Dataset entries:
//! Executable search submodule.
//!
//! - `PathCache`: session memo of resolved paths and availability
//! - `SearchEnv`: PATH/home/variable snapshot with placeholder expansion
//! - `PathSearcher`: the tiered, early-terminating search itself

mod cache;
mod env;
mod tiers;
mod version;

pub use cache::{CachedPath, PathCache};
pub use env::SearchEnv;
pub use tiers::PathSearcher;
//! pipx application virtualenvs.

use super::text::lines;
use super::{validate_package_name, HandlerContext, ManagerHandler};
use crate::{DiscoveryError, ManagerId, PackageLocation, PackageRecord};
use async_trait::async_trait;
use regex::Regex;
use serde_json::Value;
use std::sync::LazyLock;
use tracing::debug;

// `   package black 24.1.0, installed using Python 3.12.1`
static PACKAGE_LINE_RE: LazyLock<Regex> = LazyLock::new(|| {
    Regex::new(r"^package\s+(\S+)\s+([^\s,]+)").expect("Invalid pipx line regex")
});

#[cfg(not(windows))]
const COMMON_PATHS: &[&str] = &[
    "~/.local/bin/pipx",
    "/opt/homebrew/bin/pipx",
    "/usr/local/bin/pipx",
    "/usr/bin/pipx",
];

#[cfg(windows)]
const COMMON_PATHS: &[&str] = &[
    "%USERPROFILE%\\.local\\bin\\pipx.exe",
    "%APPDATA%\\Python\\Scripts\\pipx.exe",
];

/// pipx handler: `pipx list --json`.
#[derive(Debug, Default, Clone, Copy)]
pub struct PipxHandler;

fn from_json(doc: &Value) -> Option<Vec<PackageRecord>> {
    let venvs = doc.get("venvs")?.as_object()?;
    Some(
        venvs
            .iter()
            .filter_map(|(venv, body)| {
                let main = body.get("metadata")?.get("main_package")?;
                let name = main
                    .get("package")
                    .and_then(Value::as_str)
                    .unwrap_or(venv);
                let version = main.get("package_version")?.as_str()?;
                PackageRecord::new(name, version, ManagerId::Pipx, PackageLocation::PipxVenv)
            })
            .collect(),
    )
}

fn from_text(raw: &str) -> Vec<PackageRecord> {
    lines(raw)
        .filter_map(|line| {
            let caps = PACKAGE_LINE_RE.captures(line)?;
            PackageRecord::new(
                &caps[1],
                &caps[2],
                ManagerId::Pipx,
                PackageLocation::PipxVenv,
            )
        })
        .collect()
}

#[async_trait]
impl ManagerHandler for PipxHandler {
    fn id(&self) -> ManagerId {
        ManagerId::Pipx
    }

    fn common_paths(&self) -> &'static [&'static str] {
        COMMON_PATHS
    }

    fn parse_output(&self, raw: &str) -> Vec<PackageRecord> {
        if raw.trim().is_empty() {
            return Vec::new();
        }
        if let Some(records) = serde_json::from_str::<Value>(raw)
            .ok()
            .as_ref()
            .and_then(from_json)
        {
            return records;
        }
        debug!("pipx output is not the expected JSON, falling back to text");
        from_text(raw)
    }

    async fn list_packages(
        &self,
        ctx: &HandlerContext<'_>,
    ) -> Result<Vec<PackageRecord>, DiscoveryError> {
        let raw = ctx.run(&["list", "--json"]).await?;
        Ok(self.parse_output(&raw))
    }

    async fn uninstall_package(
        &self,
        ctx: &HandlerContext<'_>,
        name: &str,
    ) -> Result<(), DiscoveryError> {
        let name = validate_package_name(name)?;
        ctx.run(&["uninstall", name]).await?;
        Ok(())
    }
}

#[cfg(test)]
mod tests {
    use super::super::test_support::*;
    use super::*;
    use crate::exec::testing::ScriptedExecutor;
    use crate::SearchEnv;

    const LIST_JSON: &str = r#"{
        "pipx_spec_version": "0.1",
        "venvs": {
            "black": {
                "metadata": {
                    "main_package": {"package": "black", "package_version": "24.1.0"},
                    "python_version": "Python 3.12.1"
                }
            },
            "httpie": {
                "metadata": {
                    "main_package": {"package": "httpie", "package_version": "3.2.2"}
                }
            },
            "broken": {"metadata": {}}
        }
    }"#;

    #[test]
    fn test_parse_json_venvs() {
        let mut records = PipxHandler.parse_output(LIST_JSON);
        records.sort_by(|a, b| a.name().cmp(b.name()));
        assert_eq!(records.len(), 2);
        assert_eq!(records[0].name(), "black");
        assert_eq!(records[0].version(), "24.1.0");
        assert_eq!(records[0].location(), PackageLocation::PipxVenv);
        assert_eq!(records[1].name(), "httpie");
    }

    #[test]
    fn test_parse_zero_venvs() {
        assert!(PipxHandler.parse_output(r#"{"venvs":{}}"#).is_empty());
    }

    #[test]
    fn test_parse_text_fallback() {
        let raw = "venvs are in /home/ada/.local/pipx/venvs\n   package black 24.1.0, installed using Python 3.12.1\n    - black\n   package ruff 0.1.9, installed using Python 3.12.1\n";
        let records = PipxHandler.parse_output(raw);
        assert_eq!(records.len(), 2);
        assert_eq!(records[1].name(), "ruff");
        assert_eq!(records[1].version(), "0.1.9");
    }

    #[test]
    fn test_parse_truncated_json() {
        let truncated = &LIST_JSON[..LIST_JSON.len() / 2];
        // Nothing recoverable, but no panic either.
        assert!(PipxHandler.parse_output(truncated).is_empty());
    }

    #[test]
    fn test_parse_is_total() {
        assert_parser_is_total(&PipxHandler);
    }

    #[tokio::test]
    async fn test_uninstall_command() {
        let exec = ScriptedExecutor::new().ok(&format!("{FAKE_EXE} uninstall black"), "");
        let env = SearchEnv::empty();
        PipxHandler
            .uninstall_package(&ctx(ManagerId::Pipx, &exec, &env), "black")
            .await
            .unwrap();
    }
}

WHAT YOU HAVE TO DO:
Print each entry above word for word, leaving none out.

RESPONSE:
//! Executable search submodule.
//!
//! - `PathCache`: session memo of resolved paths and availability
//! - `SearchEnv`: PATH/home/variable snapshot with placeholder expansion
//! - `PathSearcher`: the tiered, early-terminating search itself

mod cache;
mod env;
mod tiers;
mod version;

pub use cache::{CachedPath, PathCache};
pub use env::SearchEnv;
pub use tiers::PathSearcher;
//! pipx application virtualenvs.

use super::text::lines;
use super::{validate_package_name, HandlerContext, ManagerHandler};
use crate::{DiscoveryError, ManagerId, PackageLocation, PackageRecord};
use async_trait::async_trait;
use regex::Regex;
use serde_json::Value;
use std::sync::LazyLock;
use tracing::debug;

// `   package black 24.1.0, installed using Python 3.12.1`
static PACKAGE_LINE_RE: LazyLock<Regex> = LazyLock::new(|| {
    Regex::new(r"^package\s+(\S+)\s+([^\s,]+)").expect("Invalid pipx line regex")
});

#[cfg(not(windows))]
const COMMON_PATHS: &[&str] = &[
    "~/.local/bin/pipx",
    "/opt/homebrew/bin/pipx",
    "/usr/local/bin/pipx",
    "/usr/bin/pipx",
];

#[cfg(windows)]
const COMMON_PATHS: &[&str] = &[
    "%USERPROFILE%\\.local\\bin\\pipx.exe",
    "%APPDATA%\\Python\\Scripts\\pipx.exe",
];

/// pipx handler: `pipx list --json`.
#[derive(Debug, Default, Clone, Copy)]
pub struct PipxHandler;

fn from_json(doc: &Value) -> Option<Vec<PackageRecord>> {
    let venvs = doc.get("venvs")?.as_object()?;
    Some(
        venvs
            .iter()
            .filter_map(|(venv, body)| {
                let main = body.get("metadata")?.get("main_package")?;
                let name = main
                    .get("package")
                    .and_then(Value::as_str)
                    .unwrap_or(venv);
                let version = main.get("package_version")?.as_str()?;
                PackageRecord::new(name, version, ManagerId::Pipx, PackageLocation::PipxVenv)
            })
            .collect(),
    )
}

fn from_text(raw: &str) -> Vec<PackageRecord> {
    lines(raw)
        .filter_map(|line| {
            let caps = PACKAGE_LINE_RE.captures(line)?;
            PackageRecord::new(
                &caps[1],
                &caps[2],
                ManagerId::Pipx,
                PackageLocation::PipxVenv,
            )
        })
        .collect()
}

#[async_trait]
impl ManagerHandler for PipxHandler {
    fn id(&self) -> ManagerId {
        ManagerId::Pipx
    }

    fn common_paths(&self) -> &'static [&'static str] {
        COMMON_PATHS
    }

    fn parse_output(&self, raw: &str) -> Vec<PackageRecord> {
        if raw.trim().is_empty() {
            return Vec::new();
        }
        if let Some(records) = serde_json::from_str::<Value>(raw)
            .ok()
            .as_ref()
            .and_then(from_json)
        {
            return records;
        }
        debug!("pipx output is not the expected JSON, falling back to text");
        from_text(raw)
    }

    async fn list_packages(
        &self,
        ctx: &HandlerContext<'_>,
    ) -> Result<Vec<PackageRecord>, DiscoveryError> {
        let raw = ctx.run(&["list", "--json"]).await?;
        Ok(self.parse_output(&raw))
    }

    async fn uninstall_package(
        &self,
        ctx: &HandlerContext<'_>,
        name: &str,
    ) -> Result<(), DiscoveryError> {
        let name = validate_package_name(name)?;
        ctx.run(&["uninstall", name]).await?;
        Ok(())
    }
}

#[cfg(test)]
mod tests {
    use super::super::test_support::*;
    use super::*;
    use crate::exec::testing::ScriptedExecutor;
    use crate::SearchEnv;

    const LIST_JSON: &str = r#"{
        "pipx_spec_version": "0.1",
        "venvs": {
            "black": {
                "metadata": {
                    "main_package": {"package": "black", "package_version": "24.1.0"},
                    "python_version": "Python 3.12.1"
                }
            },
            "httpie": {
                "metadata": {
                    "main_package": {"package": "httpie", "package_version": "3.2.2"}
                }
            },
            "broken": {"metadata": {}}
        }
    }"#;

    #[test]
    fn test_parse_json_venvs() {
        let mut records = PipxHandler.parse_output(LIST_JSON);
        records.sort_by(|a, b| a.name().cmp(b.name()));
        assert_eq!(records.len(), 2);
        assert_eq!(records[0].name(), "black");
        assert_eq!(records[0].version(), "24.1.0");
        assert_eq!(records[0].location(), PackageLocation::PipxVenv);
        assert_eq!(records[1].name(), "httpie");
    }

    #[test]
    fn test_parse_zero_venvs() {
        assert!(PipxHandler.parse_output(r#"{"venvs":{}}"#).is_empty());
    }

    #[test]
    fn test_parse_text_fallback() {
        let raw = "venvs are in /home/ada/.local/pipx/venvs\n   package black 24.1.0, installed using Python 3.12.1\n    - black\n   package ruff 0.1.9, installed using Python 3.12.1\n";
        let records = PipxHandler.parse_output(raw);
        assert_eq!(records.len(), 2);
        assert_eq!(records[1].name(), "ruff");
        assert_eq!(records[1].version(), "0.1.9");
    }

    #[test]
    fn test_parse_truncated_json() {
        let truncated = &LIST_JSON[..LIST_JSON.len() / 2];
        // Nothing recoverable, but no panic either.
        assert!(PipxHandler.parse_output(truncated).is_empty());
    }

    #[test]
    fn test_parse_is_total() {
        assert_parser_is_total(&PipxHandler);
    }

    #[tokio::test]
    async fn test_uninstall_command() {
        let exec = ScriptedExecutor::new().ok(&format!("{FAKE_EXE} uninstall black"), "");
        let env = SearchEnv::empty();
        PipxHandler
            .uninstall_package(&ctx(ManagerId::Pipx, &exec, &env), "black")
            .await
            .unwrap();
    }
}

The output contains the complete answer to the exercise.